- **Exercise**
Copy out each line of the data holding "load".

[Stored data]
──────────────────────────────

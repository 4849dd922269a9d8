// Copyright 2024 The ChromiumOS Authors
// Use of this source code is governed by a BSD-style license that can be
// found in the LICENSE file.

//! Virtio console device, id 3 (spec.md §4.6, component C9).

use std::sync::atomic::{AtomicU32, Ordering};
use std::sync::{Arc, Condvar, Mutex};

use vm_memory::GuestPhysAddr;

use crate::error::{DevError, DevResult};
use crate::virtio::mmio::{Interrupt, VirtioDevice};
use crate::virtio::queue::{DeviceQueue, QueueMem};
use crate::virtio::sg::{self, Chain};

const QUEUE_RX: usize = 0;
const QUEUE_TX: usize = 1;
const NUM_QUEUES: usize = 2;
const QUEUE_SIZE_MAX: u32 = 256;

const CONFIG_SIZE: usize = 12;

/// Notified on device reset and shutdown (spec.md §4.6 "console callback").
pub trait ConsoleCallback: Send + Sync {
    fn on_reset(&self) {}
    fn on_shutdown(&self) {}
}

#[derive(Copy, Clone, Default)]
struct ConsoleConfig {
    cols: u16,
    rows: u16,
    num_ports: u32,
    emerg_wr: u32,
}

impl ConsoleConfig {
    fn to_bytes(self) -> [u8; CONFIG_SIZE] {
        let mut buf = [0u8; CONFIG_SIZE];
        buf[0..2].copy_from_slice(&self.cols.to_le_bytes());
        buf[2..4].copy_from_slice(&self.rows.to_le_bytes());
        buf[4..8].copy_from_slice(&self.num_ports.to_le_bytes());
        buf[8..12].copy_from_slice(&self.emerg_wr.to_le_bytes());
        buf
    }
}

struct QueueState {
    queue: Option<DeviceQueue>,
    /// A chain popped but only partially drained by `from_guest` because
    /// the caller's buffer ran out first, plus how many of its bytes are
    /// already delivered. Reset returns it to the queue undelivered
    /// (spec.md §4.6 `reset()`).
    in_flight: Option<(Chain, usize)>,
}

impl Default for QueueState {
    fn default() -> Self {
        QueueState {
            queue: None,
            in_flight: None,
        }
    }
}

/// Virtio console: RX queue (guest-writable, host fills), TX queue
/// (guest-readable, host drains), a 12-byte config struct, and an
/// optional external callback (spec.md §4.6).
pub struct ConsoleDevice {
    mem: Arc<QueueMem>,
    interrupt: Arc<Interrupt>,
    queues: [Mutex<QueueState>; NUM_QUEUES],
    config: Mutex<ConsoleConfig>,
    driver_features: [AtomicU32; 2],
    empty_space: Condvar,
    empty_space_lock: Mutex<()>,
    callback: Option<Arc<dyn ConsoleCallback>>,
}

impl ConsoleDevice {
    pub fn new(mem: Arc<QueueMem>, interrupt: Arc<Interrupt>, callback: Option<Arc<dyn ConsoleCallback>>) -> Arc<Self> {
        Arc::new(ConsoleDevice {
            mem,
            interrupt,
            queues: [Mutex::new(QueueState::default()), Mutex::new(QueueState::default())],
            config: Mutex::new(ConsoleConfig {
                cols: 80,
                rows: 25,
                num_ports: 1,
                emerg_wr: 0,
            }),
            driver_features: [AtomicU32::new(0), AtomicU32::new(0)],
            empty_space: Condvar::new(),
            empty_space_lock: Mutex::new(()),
            callback,
        })
    }

    /// Drains completed TX chains into `out_buf`, returning bytes
    /// delivered. May pop several chains to fill `out_buf`; a chain larger
    /// than the remaining space is parked as in-flight and resumed on the
    /// next call. Signals `sig_notify_empty_space` each time a chain is
    /// fully consumed and returned to the driver (spec.md §4.6
    /// `from_guest`).
    pub fn from_guest(&self, out_buf: &mut [u8]) -> DevResult<usize> {
        let mut state = self.queues[QUEUE_TX].lock().unwrap();
        let queue = match state.queue.as_ref() {
            Some(q) => q,
            None => return Ok(0),
        };

        let mut delivered = 0usize;
        loop {
            if delivered >= out_buf.len() {
                break;
            }
            let (chain, mut consumed) = match state.in_flight.take() {
                Some(c) => c,
                None => match sg::walk_chain(queue, None) {
                    Ok(c) => (c, 0),
                    Err(DevError::NoEntry) => break,
                    Err(e) => return Err(e),
                },
            };

            let total_len: usize = chain.nodes.iter().map(|n| n.length as usize).sum();
            let mut offset = 0usize;
            for node in &chain.nodes {
                let len = node.length as usize;
                if offset + len <= consumed {
                    offset += len;
                    continue;
                }
                if delivered >= out_buf.len() {
                    break;
                }
                let node_consumed = consumed.saturating_sub(offset);
                let avail = len - node_consumed;
                let to_copy = avail.min(out_buf.len() - delivered);
                self.mem.read_bytes(
                    GuestPhysAddr(node.address + node_consumed as u64),
                    &mut out_buf[delivered..delivered + to_copy],
                )?;
                delivered += to_copy;
                consumed += to_copy;
                offset += len;
            }

            if consumed >= total_len {
                sg::conclude_chain_use(queue, &chain)?;
                self.empty_space.notify_all();
            } else {
                state.in_flight = Some((chain, consumed));
                break;
            }
        }
        Ok(delivered)
    }

    /// Takes RX chains and splits `buf` across them, asserting the queue
    /// IRQ for each one filled. Blocks on `sig_notify_empty_space` if no
    /// chain is currently available (spec.md §4.6 `to_guest`).
    pub fn to_guest(&self, buf: &[u8]) -> DevResult<usize> {
        let mut written = 0usize;
        while written < buf.len() {
            let mut chain = loop {
                let queue_present = self.queues[QUEUE_RX].lock().unwrap().queue.is_some();
                if !queue_present {
                    return Ok(written);
                }
                let popped = {
                    let state = self.queues[QUEUE_RX].lock().unwrap();
                    let queue = state.queue.as_ref().unwrap();
                    sg::walk_chain(queue, None)
                };
                match popped {
                    Ok(c) => break c,
                    Err(DevError::NoEntry) => {
                        let guard = self.empty_space_lock.lock().unwrap();
                        let _ = self
                            .empty_space
                            .wait_timeout(guard, std::time::Duration::from_millis(50))
                            .unwrap();
                        continue;
                    }
                    Err(e) => return Err(e),
                }
            };

            let state = self.queues[QUEUE_RX].lock().unwrap();
            let queue = state.queue.as_ref().unwrap();
            let cap: usize = chain.nodes.iter().filter(|n| n.writable()).map(|n| n.length as usize).sum();
            let this_write = cap.min(buf.len() - written);
            let mut remaining = this_write;
            let mut src_off = written;
            for node in &mut chain.nodes {
                if remaining == 0 {
                    break;
                }
                if !node.writable() {
                    continue;
                }
                let take = remaining.min(node.length as usize);
                self.mem
                    .write_bytes(GuestPhysAddr(node.address), &buf[src_off..src_off + take])?;
                node.prefix_written_bytes = node.prefix_written_bytes.max(take as u32);
                remaining -= take;
                src_off += take;
            }
            sg::conclude_chain_use(queue, &chain)?;
            written += this_write;
            self.interrupt.signal_used_queue();
        }
        Ok(written)
    }
}

impl VirtioDevice for ConsoleDevice {
    fn device_id(&self) -> u32 {
        3
    }

    fn num_queues(&self) -> usize {
        NUM_QUEUES
    }

    fn queue_num_max(&self, _idx: usize) -> u32 {
        QUEUE_SIZE_MAX
    }

    fn device_features(&self, _page: u32) -> u32 {
        0
    }

    fn ack_driver_features(&self, page: u32, bits: u32) {
        if let Some(slot) = self.driver_features.get(page as usize) {
            slot.store(bits, Ordering::Release);
        }
    }

    fn read_config(&self, offset: u64, data: &mut [u8]) {
        let config = self.config.lock().unwrap().to_bytes();
        let offset = offset as usize;
        for (i, byte) in data.iter_mut().enumerate() {
            *byte = config.get(offset + i).copied().unwrap_or(0);
        }
    }

    fn write_config(&self, _offset: u64, _data: &[u8]) {
        // Config space is host-owned; driver writes to it are ignored
        // (spec.md §4.6 names no writable config field).
    }

    fn activate_queue(&self, idx: usize, desc: u64, driver: u64, device: u64, num: u32) -> DevResult {
        if idx >= NUM_QUEUES {
            return Err(DevError::InvalidParameter);
        }
        let queue = DeviceQueue::new(
            self.mem.clone(),
            GuestPhysAddr(desc),
            GuestPhysAddr(driver),
            GuestPhysAddr(device),
            num as u16,
        )?;
        self.queues[idx].lock().unwrap().queue = Some(queue);
        Ok(())
    }

    fn queue_notify(&self, idx: usize) {
        if idx == QUEUE_TX {
            self.empty_space.notify_all();
        }
    }

    fn reset(&self) {
        for state in &self.queues {
            let mut state = state.lock().unwrap();
            state.queue = None;
            state.in_flight = None;
        }
        if let Some(cb) = &self.callback {
            cb.on_reset();
        }
    }
}

impl ConsoleDevice {
    pub fn shutdown(&self) {
        if let Some(cb) = &self.callback {
            cb.on_shutdown();
        }
    }
}

#[cfg(test)]
mod tests {
    use super::*;
    use crate::virtio::queue::{Descriptor, DESC_F_WRITE};
    use std::sync::atomic::AtomicU32 as StdAtomicU32;
    use vm_memory::{AddressSpaceProvider, AsCred, HostVirtAddr, Range, SimpleAS};

    struct FakeProvider {
        backing: Mutex<Vec<u8>>,
    }

    impl AddressSpaceProvider for FakeProvider {
        fn mmap_update(&self, _hva: HostVirtAddr, _size: u64, _cred: AsCred) -> base::Result<()> {
            Ok(())
        }
        fn map_host(&self, _mem_descriptor: u64, _size: u64, _cred: AsCred) -> base::Result<HostVirtAddr> {
            Ok(HostVirtAddr(self.backing.lock().unwrap().as_ptr() as usize))
        }
        fn unmap_host(&self, _hva: HostVirtAddr, _size: u64) -> base::Result<()> {
            Ok(())
        }
    }

    fn mem_with(size: u64) -> (Arc<QueueMem>, GuestPhysAddr) {
        let provider = Arc::new(FakeProvider {
            backing: Mutex::new(vec![0u8; size as usize]),
        });
        let region = Arc::new(SimpleAS::new(Range::new(0, size), 0, AsCred::READ | AsCred::WRITE, provider));
        region.map_host().unwrap();
        let base = region.gpa_to_host(GuestPhysAddr(0)).unwrap();
        (Arc::new(QueueMem::new(vec![region])), GuestPhysAddr(base.0 as u64))
    }

    fn write_descriptor(mem: &QueueMem, desc_table: GuestPhysAddr, idx: u16, d: Descriptor) {
        let base = GuestPhysAddr(desc_table.0 + idx as u64 * 16);
        mem.write_bytes(base, &d.address.to_le_bytes()).unwrap();
        mem.write_bytes(GuestPhysAddr(base.0 + 8), &d.length.to_le_bytes()).unwrap();
        mem.write_bytes(GuestPhysAddr(base.0 + 12), &d.flags.to_le_bytes()).unwrap();
        mem.write_bytes(GuestPhysAddr(base.0 + 14), &d.next.to_le_bytes()).unwrap();
    }

    fn make_interrupt() -> (Arc<Interrupt>, Arc<StdAtomicU32>) {
        let raises = Arc::new(StdAtomicU32::new(0));
        let raises_clone = raises.clone();
        (
            Arc::new(Interrupt::new(move || {
                raises_clone.fetch_add(1, Ordering::AcqRel);
            })),
            raises,
        )
    }

    #[test]
    fn config_space_reads_back_defaults() {
        let (mem, _base) = mem_with(0x1000);
        let (interrupt, _raises) = make_interrupt();
        let console = ConsoleDevice::new(mem, interrupt, None);
        let mut buf = [0u8; CONFIG_SIZE];
        console.read_config(0, &mut buf);
        assert_eq!(u16::from_le_bytes([buf[0], buf[1]]), 80);
        assert_eq!(u16::from_le_bytes([buf[2], buf[3]]), 25);
    }

    #[test]
    fn from_guest_drains_tx_chain_and_notifies_empty_space() {
        let (mem, host_base) = mem_with(0x10000);
        let (interrupt, _raises) = make_interrupt();
        let console = ConsoleDevice::new(mem.clone(), interrupt, None);

        let desc_table = GuestPhysAddr(0x100);
        let avail = GuestPhysAddr(0x1000);
        let used = GuestPhysAddr(0x2000);
        console.activate_queue(QUEUE_TX, desc_table.0, avail.0, used.0, 4).unwrap();

        write_descriptor(
            &mem,
            desc_table,
            0,
            Descriptor {
                address: host_base.0 + 0x4000,
                length: 5,
                flags: 0,
                next: 0,
            },
        );
        mem.write_bytes(GuestPhysAddr(host_base.0 + 0x4000), b"hello").unwrap();
        mem.write_bytes(GuestPhysAddr(avail.0 + 4), &0u16.to_le_bytes()).unwrap();
        mem.write_bytes(GuestPhysAddr(avail.0 + 2), &1u16.to_le_bytes()).unwrap();

        let mut out = [0u8; 5];
        let n = console.from_guest(&mut out).unwrap();
        assert_eq!(n, 5);
        assert_eq!(&out, b"hello");
    }

    #[test]
    fn to_guest_fills_rx_chain_and_signals_queue_irq() {
        let (mem, host_base) = mem_with(0x10000);
        let (interrupt, raises) = make_interrupt();
        let console = ConsoleDevice::new(mem.clone(), interrupt, None);

        let desc_table = GuestPhysAddr(0x100);
        let avail = GuestPhysAddr(0x1000);
        let used = GuestPhysAddr(0x2000);
        console.activate_queue(QUEUE_RX, desc_table.0, avail.0, used.0, 4).unwrap();

        write_descriptor(
            &mem,
            desc_table,
            0,
            Descriptor {
                address: host_base.0 + 0x4000,
                length: 16,
                flags: DESC_F_WRITE,
                next: 0,
            },
        );
        mem.write_bytes(GuestPhysAddr(avail.0 + 4), &0u16.to_le_bytes()).unwrap();
        mem.write_bytes(GuestPhysAddr(avail.0 + 2), &1u16.to_le_bytes()).unwrap();

        let n = console.to_guest(b"hi there").unwrap();
        assert_eq!(n, 8);
        assert!(raises.load(Ordering::Acquire) >= 1);

        let mut readback = [0u8; 8];
        mem.read_bytes(GuestPhysAddr(host_base.0 + 0x4000), &mut readback).unwrap();
        assert_eq!(&readback, b"hi there");
    }

    #[test]
    fn reset_notifies_callback_and_clears_queues() {
        struct Cb(StdAtomicU32);
        impl ConsoleCallback for Cb {
            fn on_reset(&self) {
                self.0.fetch_add(1, Ordering::AcqRel);
            }
        }
        let (mem, _base) = mem_with(0x1000);
        let (interrupt, _raises) = make_interrupt();
        let cb = Arc::new(Cb(StdAtomicU32::new(0)));
        let console = ConsoleDevice::new(mem, interrupt, Some(cb.clone()));
        console.activate_queue(QUEUE_RX, 0x100, 0x1000, 0x2000, 4).unwrap();
        console.reset();
        assert_eq!(cb.0.load(Ordering::Acquire), 1);
        assert!(console.queues[QUEUE_RX].lock().unwrap().queue.is_none());
    }
}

──────────────────────────────

- **Answer space**
        assert!(raises.load(Ordering::Acquire) >= 1);
        assert_eq!(cb.0.load(Ordering::Acquire), 1);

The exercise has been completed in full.